Les conséquences de ces canulars sont multiples :

  • L'engorgement des réseaux en provoquant une masse de données superflues circulant dans les infrastructures réseaux ;
  • Une désinformation, c'est-à-dire faire admettre à de nombreuses personnes de faux concepts ou véhiculer de fausses rumeurs (on parle de légendes urbaines) ;
  • L'encombrement des boîtes aux lettres électroniques déjà chargées,
  • La perte de temps, tant pour ceux qui lisent l'information, que pour ceux qui la relaye ;
  • La dégradation de l'image d'une personne ou bien d'une entreprise,
  • L'incrédulité : à force de recevoir de fausses alertes les usageres du réseau risquent de ne plus croire aux vraies.
Ainsi, il est essentiel de suivre certains principes avant de faire circuler une information sur Internet.

 

Comment lutter contre la désinformation ?

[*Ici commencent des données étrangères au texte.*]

//! Peer and destination management.
//!
//! `{id}` equal to this node's id addresses the local destination list
//! instead of the peer registry.

use super::parse_body;
use crate::app::AppState;
use crate::error::{RequestError, RequestResult};
use axum::body::Bytes;
use axum::extract::{Path, State};
use axum::Json;
use exchange_config_and_utils::Peer;
use peer_identity::CertSubject;
use serde::Deserialize;
use serde_json::{json, Value};
use tracing::info;

#[derive(Debug, Default, Deserialize)]
pub struct PeerUpdate {
    pub endpoint: Option<String>,
    /// PEM certificate to trust for this peer.
    pub cert: Option<String>,
}

pub async fn list_peers(State(state): State<AppState>) -> Json<Vec<Peer>> {
    Json(state.peers.peers().await)
}

pub async fn get_peer(
    State(state): State<AppState>,
    Path(id): Path<String>,
) -> RequestResult<Json<Peer>> {
    state
        .peers
        .peer(&id)
        .await
        .map(Json)
        .ok_or_else(|| RequestError::not_found("Peer not found"))
}

pub async fn put_peer(
    State(state): State<AppState>,
    Path(id): Path<String>,
    body: Bytes,
) -> RequestResult<Json<Value>> {
    upsert(&state, &id, None, parse_body(&body)?).await
}

pub async fn put_peer_destination(
    State(state): State<AppState>,
    Path((id, destination)): Path<(String, String)>,
    body: Bytes,
) -> RequestResult<Json<Value>> {
    upsert(&state, &id, Some(&destination), parse_body(&body)?).await
}

async fn upsert(
    state: &AppState,
    id: &str,
    destination: Option<&str>,
    update: PeerUpdate,
) -> RequestResult<Json<Value>> {
    if id == &*state.local_id {
        let destination =
            destination.ok_or_else(|| RequestError::bad_request("Missing destination"))?;
        state.peers.add_local_destination(destination).await?;
        return Ok(Json(json!({ "status": "added" })));
    }
    check_peer_id(id)?;

    if let Some(cert) = update.cert.as_deref() {
        CertSubject::from_pem(cert.as_bytes())?;
    }

    state
        .peers
        .upsert_peer(id, update.endpoint.as_deref(), destination)
        .await?;

    if let Some(cert) = update.cert {
        let path = state.paths.peer_cert_file(id);
        tokio::fs::create_dir_all(state.paths.peer_certs_dir()).await?;
        tokio::fs::write(&path, cert).await?;
        let trusted = reload_trust(&state).await?;
        info!(peer_id = %id, trusted_peers = trusted, "Peer certificate stored");
    }

    Ok(Json(json!({ "status": "added" })))
}

pub async fn delete_peer(
    State(state): State<AppState>,
    Path(id): Path<String>,
) -> RequestResult<Json<Value>> {
    check_peer_id(&id)?;
    state.peers.remove_peer(&id).await?;

    match tokio::fs::remove_file(state.paths.peer_cert_file(&id)).await {
        Ok(()) => {
            reload_trust(&state).await?;
        }
        Err(e) if e.kind() == std::io::ErrorKind::NotFound => {}
        Err(e) => return Err(e.into()),
    }

    Ok(Json(json!({ "status": "removed" })))
}

pub async fn delete_peer_destination(
    State(state): State<AppState>,
    Path((id, destination)): Path<(String, String)>,
) -> RequestResult<Json<Value>> {
    if id == *state.local_id {
        state.peers.remove_local_destination(&destination).await?;
    } else {
        state.peers.remove_peer_destination(&id, &destination).await?;
    }
    Ok(Json(json!({ "status": "removed" })))
}

/// Re-read `peer-certs/` off the async runtime.
async fn reload_trust(state: &AppState) -> RequestResult<usize> {
    let tls = state.tls.clone();
    let trusted = tokio::task::spawn_blocking(move || tls.reload_peer_certs())
        .await
        .map_err(|e| RequestError::internal(format!("Certificate reload aborted: {e}")))??;
    Ok(trusted)
}

/// Peer ids name files under `peer-certs/`.
fn check_peer_id(id: &str) -> RequestResult<()> {
    let valid = !id.is_empty()
        && !id.starts_with('.')
        && id
            .chars()
            .all(|c| c.is_ascii_alphanumeric() || matches!(c, '-' | '_' | '.'));
    if valid {
        Ok(())
    } else {
        Err(RequestError::bad_request("Invalid peer id"))
    }
}

#[cfg(test)]
mod tests {
    use super::*;
    use crate::test_support::{get, json_request, send, TestNode, PEER_CERT};
    use axum::http::{Method, StatusCode};

    #[test]
    fn test_check_peer_id() {
        assert!(check_peer_id("globex").is_ok());
        assert!(check_peer_id("acme-node_1.eu").is_ok());
        assert!(check_peer_id("").is_err());
        assert!(check_peer_id("..").is_err());
        assert!(check_peer_id("a b").is_err());
    }

    #[tokio::test]
    async fn test_add_peer_with_certificate() {
        let node = TestNode::start().await;
        let router = node.router();

        let (status, body) = send(
            &router,
            json_request(
                Method::PUT,
                "/api/v1/peers/globex",
                json!({ "endpoint": "https://globex:3001/", "cert": PEER_CERT }),
            ),
        )
        .await;
        assert_eq!(status, StatusCode::OK);
        assert_eq!(body, json!({ "status": "added" }));

        let stored = std::fs::read_to_string(node.state.paths.peer_cert_file("globex")).unwrap();
        assert_eq!(stored, PEER_CERT);

        let (status, body) = send(&router, get("/api/v1/peers/globex")).await;
        assert_eq!(status, StatusCode::OK);
        assert_eq!(body["endpoint"], "https://globex:3001");
    }

    #[tokio::test]
    async fn test_new_peer_requires_endpoint() {
        let node = TestNode::start().await;

        let (status, body) = send(
            &node.router(),
            json_request(Method::PUT, "/api/v1/peers/globex", json!({})),
        )
        .await;

        assert_eq!(status, StatusCode::BAD_REQUEST);
        assert_eq!(body["error"], "Missing endpoint");
    }

    #[tokio::test]
    async fn test_invalid_certificate_rejected() {
        let node = TestNode::start().await;

        let (status, _) = send(
            &node.router(),
            json_request(
                Method::PUT,
                "/api/v1/peers/globex",
                json!({ "endpoint": "https://globex:3001", "cert": "not a cert" }),
            ),
        )
        .await;

        assert_eq!(status, StatusCode::BAD_REQUEST);
        assert!(node.state.peers.peer("globex").await.is_none());
    }

    #[tokio::test]
    async fn test_peer_destinations() {
        let node = TestNode::start().await;
        let router = node.router();
        send(
            &router,
            json_request(
                Method::PUT,
                "/api/v1/peers/globex",
                json!({ "endpoint": "https://globex:3001" }),
            ),
        )
        .await;

        let (status, _) = send(
            &router,
            json_request(Method::PUT, "/api/v1/peers/globex/billing", json!({})),
        )
        .await;
        assert_eq!(status, StatusCode::OK);
        assert!(node.state.peers.peer("globex").await.unwrap().has_destination("billing"));

        let (status, body) = send(
            &router,
            json_request(Method::DELETE, "/api/v1/peers/globex/billing", json!({})),
        )
        .await;
        assert_eq!(status, StatusCode::OK);
        assert_eq!(body, json!({ "status": "removed" }));

        let (status, body) = send(
            &router,
            json_request(Method::DELETE, "/api/v1/peers/globex/billing", json!({})),
        )
        .await;
        assert_eq!(status, StatusCode::NOT_FOUND);
        assert_eq!(body["error"], "Destination not found");
    }

    #[tokio::test]
    async fn test_local_destinations_use_own_id() {
        let node = TestNode::start().await;
        let router = node.router();

        let (status, _) = send(
            &router,
            json_request(Method::PUT, "/api/v1/peers/acme-node1/app", json!({})),
        )
        .await;
        assert_eq!(status, StatusCode::OK);
        assert_eq!(node.state.peers.local_destinations().await, vec!["app"]);

        let (status, _) = send(
            &router,
            json_request(Method::DELETE, "/api/v1/peers/acme-node1/app", json!({})),
        )
        .await;
        assert_eq!(status, StatusCode::OK);
        assert!(node.state.peers.local_destinations().await.is_empty());
    }

    #[tokio::test]
    async fn test_remove_peer_and_certificate() {
        let node = TestNode::start().await;
        let router = node.router();
        send(
            &router,
            json_request(
                Method::PUT,
                "/api/v1/peers/globex",
                json!({ "endpoint": "https://globex:3001", "cert": PEER_CERT }),
            ),
        )
        .await;

        let (status, body) = send(
            &router,
            json_request(Method::DELETE, "/api/v1/peers/globex", json!({})),
        )
        .await;
        assert_eq!(status, StatusCode::OK);
        assert_eq!(body, json!({ "status": "removed" }));
        assert!(!node.state.paths.peer_cert_file("globex").exists());

        let (status, body) = send(
            &router,
            json_request(Method::DELETE, "/api/v1/peers/globex", json!({})),
        )
        .await;
        assert_eq!(status, StatusCode::NOT_FOUND);
        assert_eq!(body["error"], "Peer not found");
    }
}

Afin de lutter efficacement contre la propagation de fausses informations par courrier électronique, il suffit de retenir un seul concept :

Toute information reçue par courriel non accompagnée d'un lien hypertexte vers un site précisant sa véracité doit être considérée comme non valable !

Ainsi tout courrier contenant une information non accompagnée d'un pointeur vers un site d'information ne doit pas être transmis à d'autres personnes.
Lorsque vous transmettez une information à des destinataires, cherchez un site prouvant votre propos.

 

Comment vérifier s'il s'agit d'un canular ?

Lorsque vous recevez un courriel insistant sur le fait qu'il est essentiel de propager l'information (et ne contenant pas de lien prouvant son intégrité), vous pouvez vérifier sur le site hoaxbuster (site en français) s'il s'agit effectivement d'un hoax (canular).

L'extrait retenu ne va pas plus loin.